Trois contraventions enregistrées à Genève, aucune dans le canton de Vaud, des retours plutôt flous d’autres cantons. L’enquête du Matin Dimanche sur le bilan de la nouvelle législation, publiée le 20 juillet 2025, arrive à la conclusion qu’elle n’a eu que peu d’effets concrets.
L’initiative lancée par les milieux conservateurs en Suisse a été largement soutenue par l’UDC et par certains membres d’autres partis. Elle a été approuvée par le peuple le 7 mars 2021. La campagne avait suscité une vaste polémique, certains accusant les initiants de vouloir stigmatiser les musulmans, d’où le surnom de «loi antiburqa». Si le voile intégral islamique est effectivement visé, il en est de même pour toute personne qui se dissimulerait le visage, notamment lors d’une manifestation.
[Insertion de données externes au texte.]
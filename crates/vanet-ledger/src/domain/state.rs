//! # Ledger State Machine
//!
//! Single owned state object combining the identity registry, the report guard
//! and the accident log. Every mutating operation takes the caller and `now`
//! explicitly and returns a [`Transition`]: the outcome plus the signals the
//! call produced, in emission order.
//!
//! ## Per-call flow
//!
//! ```text
//! register_*:      authority gate ──► registry write ──► EntityRegistered
//!                       │ deny
//!                       └──► SecurityAlert{Sybil}
//!
//! report_accident: role gate ──► clock policy ──► guard.admit ──► log.append ──► AccidentReported
//!                     │ deny                         │ reject
//!                     └──► SecurityAlert{Impersonation}
//!                                                    └──► SecurityAlert{Spam} (if enabled)
//! ```
//!
//! A rejected call leaves the state untouched.

use crate::config::{ClockPolicy, LedgerConfig};
use crate::domain::dedup::ReportGuard;
use crate::domain::entities::{AccidentReport, EntityCounts, ReportReceipt};
use crate::domain::ledger::AccidentLog;
use crate::domain::registry::IdentityRegistry;
use crate::errors::{ChainError, GuardedOperation, LedgerError};
use serde::{Deserialize, Serialize};
use shared_types::entities::{Address, AlertKind, Fingerprint, OriginKind, Role, Timestamp};
use shared_types::events::LedgerEvent;

/// Outcome of a mutating call together with the signals it emitted.
#[derive(Debug, Clone, PartialEq, Eq)]
#[must_use]
pub struct Transition<T> {
    /// Success value or the rejection.
    pub result: Result<T, LedgerError>,
    /// Signals in emission order. May be non-empty on failure (alerts).
    pub events: Vec<LedgerEvent>,
}

impl<T> Transition<T> {
    fn ok(value: T, event: LedgerEvent) -> Self {
        Self {
            result: Ok(value),
            events: vec![event],
        }
    }

    fn rejected(err: LedgerError) -> Self {
        Self {
            result: Err(err),
            events: Vec::new(),
        }
    }

    fn alerted(err: LedgerError, kind: AlertKind, attacker: Address) -> Self {
        Self {
            result: Err(err),
            events: vec![LedgerEvent::SecurityAlert { kind, attacker }],
        }
    }

    /// Whether the call was accepted.
    #[must_use]
    pub fn is_ok(&self) -> bool {
        self.result.is_ok()
    }

    /// Alert signals only.
    pub fn alerts(&self) -> impl Iterator<Item = &LedgerEvent> {
        self.events.iter().filter(|e| e.is_alert())
    }
}

/// Read-only summary of the ledger.
#[derive(Debug, Clone, PartialEq, Eq, Serialize, Deserialize)]
pub struct LedgerSnapshot {
    /// The authority address.
    pub authority: Address,
    /// Registered identity counts.
    pub entities: EntityCounts,
    /// Number of accepted reports.
    pub accident_count: u64,
    /// Number of processed fingerprints.
    pub processed_fingerprints: u64,
    /// Digest of the newest record.
    pub head_digest: Fingerprint,
    /// Timestamp of the newest record.
    pub latest_timestamp: Option<Timestamp>,
}

/// The accident ledger state machine.
#[derive(Debug, Clone)]
pub struct LedgerState {
    config: LedgerConfig,
    registry: IdentityRegistry,
    guard: ReportGuard,
    log: AccidentLog,
}

impl LedgerState {
    /// Creates an empty ledger governed by `authority`.
    #[must_use]
    pub fn new(authority: Address, config: LedgerConfig) -> Self {
        let guard = ReportGuard::new(
            config.min_report_interval_secs,
            config.fingerprint_bucket_secs,
        );
        Self {
            config,
            registry: IdentityRegistry::new(authority),
            guard,
            log: AccidentLog::new(),
        }
    }

    // =========================================================================
    // MUTATIONS
    // =========================================================================

    /// Registers `address` as an authorized vehicle.
    pub fn register_vehicle(&mut self, caller: Address, address: Address) -> Transition<()> {
        self.register(caller, address, Role::Vehicle)
    }

    /// Registers `address` as an authorized user.
    pub fn register_user(&mut self, caller: Address, address: Address) -> Transition<()> {
        self.register(caller, address, Role::User)
    }

    fn register(&mut self, caller: Address, address: Address, role: Role) -> Transition<()> {
        match self.registry.register(caller, address, role) {
            Ok(()) => Transition::ok(
                (),
                LedgerEvent::EntityRegistered {
                    entity: address,
                    role,
                },
            ),
            Err(err @ LedgerError::AccessDenied { .. }) => {
                Transition::alerted(err, AlertKind::Sybil, caller)
            }
            Err(err) => Transition::rejected(err),
        }
    }

    /// Files an accident report on behalf of `caller` at `now`.
    pub fn report_accident(
        &mut self,
        caller: Address,
        location: &str,
        now: Timestamp,
    ) -> Transition<ReportReceipt> {
        let Some(origin) = self.registry.origin_of(&caller) else {
            return Transition::alerted(
                LedgerError::AccessDenied {
                    caller,
                    operation: GuardedOperation::Report,
                },
                AlertKind::Impersonation,
                caller,
            );
        };

        let now = match self.effective_now(now) {
            Ok(now) => now,
            Err(err) => return Transition::rejected(err),
        };

        let fingerprint = match self.guard.admit(caller, location, now) {
            Ok(fp) => fp,
            Err(err) if self.config.alert_on_spam => {
                return Transition::alerted(err, AlertKind::Spam, caller)
            }
            Err(err) => return Transition::rejected(err),
        };

        let record = self
            .log
            .append(caller, location, now, origin, fingerprint);
        let receipt = ReportReceipt::from(record);
        let event = LedgerEvent::AccidentReported {
            id: record.id,
            location: record.location.clone(),
            reporter: caller,
            origin,
            fingerprint,
            timestamp: record.timestamp,
        };
        Transition::ok(receipt, event)
    }

    /// Applies the clock policy against the newest record's timestamp.
    fn effective_now(&self, now: Timestamp) -> Result<Timestamp, LedgerError> {
        match self.log.latest_timestamp() {
            Some(last_seen) if now < last_seen => match self.config.clock_policy {
                ClockPolicy::Reject => Err(LedgerError::ClockRegression { now, last_seen }),
                ClockPolicy::Clamp => Ok(last_seen),
            },
            _ => Ok(now),
        }
    }

    // =========================================================================
    // READS
    // =========================================================================

    /// The authority fixed at creation.
    #[must_use]
    pub fn traffic_authority(&self) -> Address {
        self.registry.authority()
    }

    /// Whether `address` is an authorized vehicle.
    #[must_use]
    pub fn is_authorized_vehicle(&self, address: &Address) -> bool {
        self.registry.is_authorized_vehicle(address)
    }

    /// Whether `address` is an authorized user.
    #[must_use]
    pub fn is_authorized_user(&self, address: &Address) -> bool {
        self.registry.is_authorized_user(address)
    }

    /// Origin a report from `address` would carry.
    #[must_use]
    pub fn origin_of(&self, address: &Address) -> Option<OriginKind> {
        self.registry.origin_of(address)
    }

    /// Number of accepted reports.
    #[must_use]
    pub fn accident_count(&self) -> u64 {
        self.log.count()
    }

    /// Registered (vehicles, users).
    #[must_use]
    pub fn entity_counts(&self) -> EntityCounts {
        self.registry.counts()
    }

    /// Registered vehicles.
    #[must_use]
    pub fn vehicle_count(&self) -> u64 {
        self.registry.counts().vehicles
    }

    /// Registered users.
    #[must_use]
    pub fn user_count(&self) -> u64 {
        self.registry.counts().users
    }

    /// Stored report by id.
    #[must_use]
    pub fn accident(&self, id: u64) -> Option<&AccidentReport> {
        self.log.get(id)
    }

    /// All reports in id order.
    pub fn accidents(&self) -> impl Iterator<Item = &AccidentReport> {
        self.log.iter()
    }

    /// Last accepted report time of `reporter`.
    #[must_use]
    pub fn last_report_time(&self, reporter: &Address) -> Option<Timestamp> {
        self.guard.last_report_time(reporter)
    }

    /// Whether `fingerprint` has been processed.
    #[must_use]
    pub fn is_processed(&self, fingerprint: &Fingerprint) -> bool {
        self.guard.is_processed(fingerprint)
    }

    /// Active configuration.
    #[must_use]
    pub fn config(&self) -> &LedgerConfig {
        &self.config
    }

    /// Read-only summary.
    #[must_use]
    pub fn snapshot(&self) -> LedgerSnapshot {
        LedgerSnapshot {
            authority: self.traffic_authority(),
            entities: self.entity_counts(),
            accident_count: self.accident_count(),
            processed_fingerprints: self.guard.processed_count() as u64,
            head_digest: self.log.head_digest(),
            latest_timestamp: self.log.latest_timestamp(),
        }
    }

    /// Re-walks the record digest chain.
    ///
    /// # Errors
    ///
    /// Returns the first broken link.
    pub fn verify_chain(&self) -> Result<(), ChainError> {
        self.log.verify_chain()
    }

    pub(crate) fn guard(&self) -> &ReportGuard {
        &self.guard
    }

    pub(crate) fn log(&self) -> &AccidentLog {
        &self.log
    }

    #[cfg(test)]
    pub(crate) fn log_mut(&mut self) -> &mut AccidentLog {
        &mut self.log
    }
}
Sont exemptées les personnes portant des masques pour des questions d’hygiène. Les chiffres rapportés par les police ne permettent pas de savoir si les contraventions concernaient des femmes musulmanes ou des personnes encagoulées.
Stigmatisation de l’islam ou préservation des valeurs chrétiennes?
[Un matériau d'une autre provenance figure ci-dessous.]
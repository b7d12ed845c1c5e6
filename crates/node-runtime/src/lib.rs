//! # Node Runtime Library
//!
//! Exposes the node's wiring and simulation for testing. The main entry point
//! is the `main.rs` binary.
//!
//! - `container/` - configuration and ledger wiring
//! - `monitor` - live security-alert watcher on the bus
//! - `simulation` - the six-scenario attack run

#![warn(missing_docs)]
#![allow(clippy::too_many_lines)]

pub mod container;
pub mod monitor;
pub mod simulation;

pub use container::{LedgerNode, NodeConfig, NodeLedger};
pub use monitor::{spawn_alert_monitor, AlertTally};
pub use simulation::{run_simulation, Actors, SimulationReport, EXPECTED_REPORTS};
Les opposants à l’initiative avaient argumenté de l’inutilité de légiférer sur des phénomènes perçus comme marginaux. Mais les partisans ont mis en avant l’aspect de principe. «Aussi bien la majorité de la population que celle des cantons a voté en faveur de cette initiative pour préserver nos valeurs judéo-chrétiennes», explique notamment Jacqueline de Quattro (PLR/VD), qui a soutenu le texte. «Ce que ces chiffres montrent, c’est que l’UDC et ses alliés ont réussi à en faire des tonnes avec une initiative dont on savait dès le départ qu’elle ne résoudrait rien», réagit de son côté Jean Tschopp (PS/VD).
Effet dissuasif?
Deux cantons suisses, le Tessin et Saint-Gall ont passé leur propre législation à ce sujet, respectivement en 2016 et 2019. Saint-Gall indique n’avoir jamais infligé aucune amende dans ce domaine. Les chiffres du Tessin pourraient indiquer un effet dissuasif. Au sud des Alpes, 60 contraventions ont été délivrées entre 2016 et 2020. Mais depuis cette date, le Département des institutions n’a plus reçu d’informations de la part des polices municipales en rapport à cela.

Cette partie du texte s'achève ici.